Pipe dreams

The Acre Municipality is opposing a gas plant it believes will scare off investors.

Travel up north (photo credit: Courtesy)
Travel up north
(photo credit: Courtesy)

Can a city that was chosen as a UNESCO world heritage site – and celebrated for its history – stop a natural gas plant designed for the future from its shores?

That’s the hope of Acre’s Deputy Mayor Israel Ben-Ezra, who has joined forces with local activists to try to remove the former Frutarom factory site, which sits two kilometers south of Acre’s beaches, from the roster of 10 sites being considered by the National Infrastructure Ministry for an on-shore gas receiving facility.
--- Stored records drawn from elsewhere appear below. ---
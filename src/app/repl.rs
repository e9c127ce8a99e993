//! Line-oriented event loop driving one view.
//!
//! Typed input only schedules a commit; the loop sleeps until the view's next
//! deadline alongside reading input so commits land in real time.

use std::fmt::Display;
use std::io::Write;

use serde::Serialize;
use tokio::io::{AsyncBufRead, AsyncBufReadExt};
use tokio::select;
use tokio::time::{Instant, sleep, sleep_until};

use super::Result;
use super::commands::{Command, HELP, apply_filter};
use super::render::{message, render};
use crate::debounce::TokioClock;
use crate::view::View;

/// Whether the loop keeps reading after a command.
#[derive(Debug, Clone, Copy, PartialEq, Eq)]
enum Flow {
    /// Read the next line.
    Continue,
    /// Stop immediately.
    Quit,
}

/// What: Run the REPL until `quit` or end of input.
///
/// Inputs:
/// - `view`: View driven by tokio time
/// - `input`: Command lines
/// - `out`: Destination for snapshots and messages
/// - `json`: Emit JSON lines instead of text
///
/// Output:
/// - `Ok(())` on `quit` or EOF.
///
/// # Errors
/// Returns I/O errors from reading `input` or writing `out`.
///
/// Details:
/// - A debounced commit prints the refreshed page as soon as its deadline passes.
/// - At EOF a pending commit is awaited, then the final page is printed.
/// - Command errors are reported on `out` and do not stop the loop.
pub async fn drive<T, R, W>(view: &mut View<T, TokioClock>, input: R, out: &mut W, json: bool) -> Result<()>
where
    T: Serialize + Display,
    R: AsyncBufRead + Unpin,
    W: Write,
{
    let mut lines = input.lines();
    loop {
        let deadline = view.next_deadline();
        select! {
            () = sleep_until(deadline.map_or_else(Instant::now, Instant::from_std)), if deadline.is_some() => {
                if view.tick() {
                    announce_commit(view, out, json)?;
                }
            }
            line = lines.next_line() => {
                let Some(line) = line? else {
                    break;
                };
                if handle_line(view, &line, out, json).await? == Flow::Quit {
                    tracing::debug!("repl quit");
                    return Ok(());
                }
            }
        }
    }
    if let Some(deadline) = view.next_deadline() {
        tracing::debug!("input closed; waiting for pending search term");
        sleep_until(Instant::from_std(deadline)).await;
    }
    render(view, out, json)?;
    Ok(())
}

/// Apply one input line to `view`, writing any response to `out`.
async fn handle_line<T, W>(view: &mut View<T, TokioClock>, line: &str, out: &mut W, json: bool) -> Result<Flow>
where
    T: Serialize + Display,
    W: Write,
{
    let command = match line.parse::<Command>() {
        Ok(command) => command,
        Err(err) => {
            message(out, json, &format!("error: {err}"))?;
            return Ok(Flow::Continue);
        }
    };
    tracing::trace!(?command, "repl command");
    match command {
        Command::Type(text) => view.set_search_term(text),
        Command::Search(text) => {
            view.commit_search_term(text);
            render(view, out, json)?;
        }
        Command::Clear => {
            view.reset();
            render(view, out, json)?;
        }
        Command::Filter { name, value } => match apply_filter(view, &name, &value) {
            Ok(()) => render(view, out, json)?,
            Err(err) => message(out, json, &format!("error: {err}"))?,
        },
        Command::Sort(key) => match view.set_sort_key(&key) {
            Ok(()) => render(view, out, json)?,
            Err(err) => message(out, json, &format!("error: {err}"))?,
        },
        Command::More => {
            if view.load_more() {
                render(view, out, json)?;
            } else {
                message(out, json, "nothing more to load")?;
            }
        }
        Command::Show => render(view, out, json)?,
        Command::Wait(duration) => {
            sleep(duration).await;
            if view.tick() {
                announce_commit(view, out, json)?;
            }
        }
        Command::Help => message(out, json, HELP)?,
        Command::Quit => return Ok(Flow::Quit),
    }
    Ok(Flow::Continue)
}

/// Report a debounced commit and print the refreshed page.
fn announce_commit<T, W>(view: &mut View<T, TokioClock>, out: &mut W, json: bool) -> Result<()>
where
    T: Serialize + Display,
    W: Write,
{
    let note = format!("search committed: {:?}", view.debounced_search_term());
    message(out, json, &note)?;
    render(view, out, json)?;
    Ok(())
}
While Ben-Ezra welcomes the news that the natural gas deposits – roughly 128 km. offshore from Haifa, in Israeli territory – could help boost Israel’s budget, he feels that the unique historical character of Acre, as well as its example of Arab-Jewish coexistence in Israel, is too precious to tamper with.

“Investors have already put a hold on numerous projects in Acre because they fear that a gas plant on the shore will drive people away,” Ben-Ezra says.

The ministry has been searching for suitable site on which to build a receiving plant ever since natural gas deposits – estimated to be worth more than $500 billion – were found in the Levant Basin in Israel’s exclusive economic zone.

The US Geological Survey estimates that the basin contains at least 122 trillion cubic meters of recoverable gas. The challenge is determining how the nations – including Israel, Lebanon, Cyprus and Northern Cyprus – will divvy up the booty. According to international maritime law, a country can claim an area within 200 nautical miles of its its territorial waters as its exclusive economic zone. The sea deposits remain in dispute.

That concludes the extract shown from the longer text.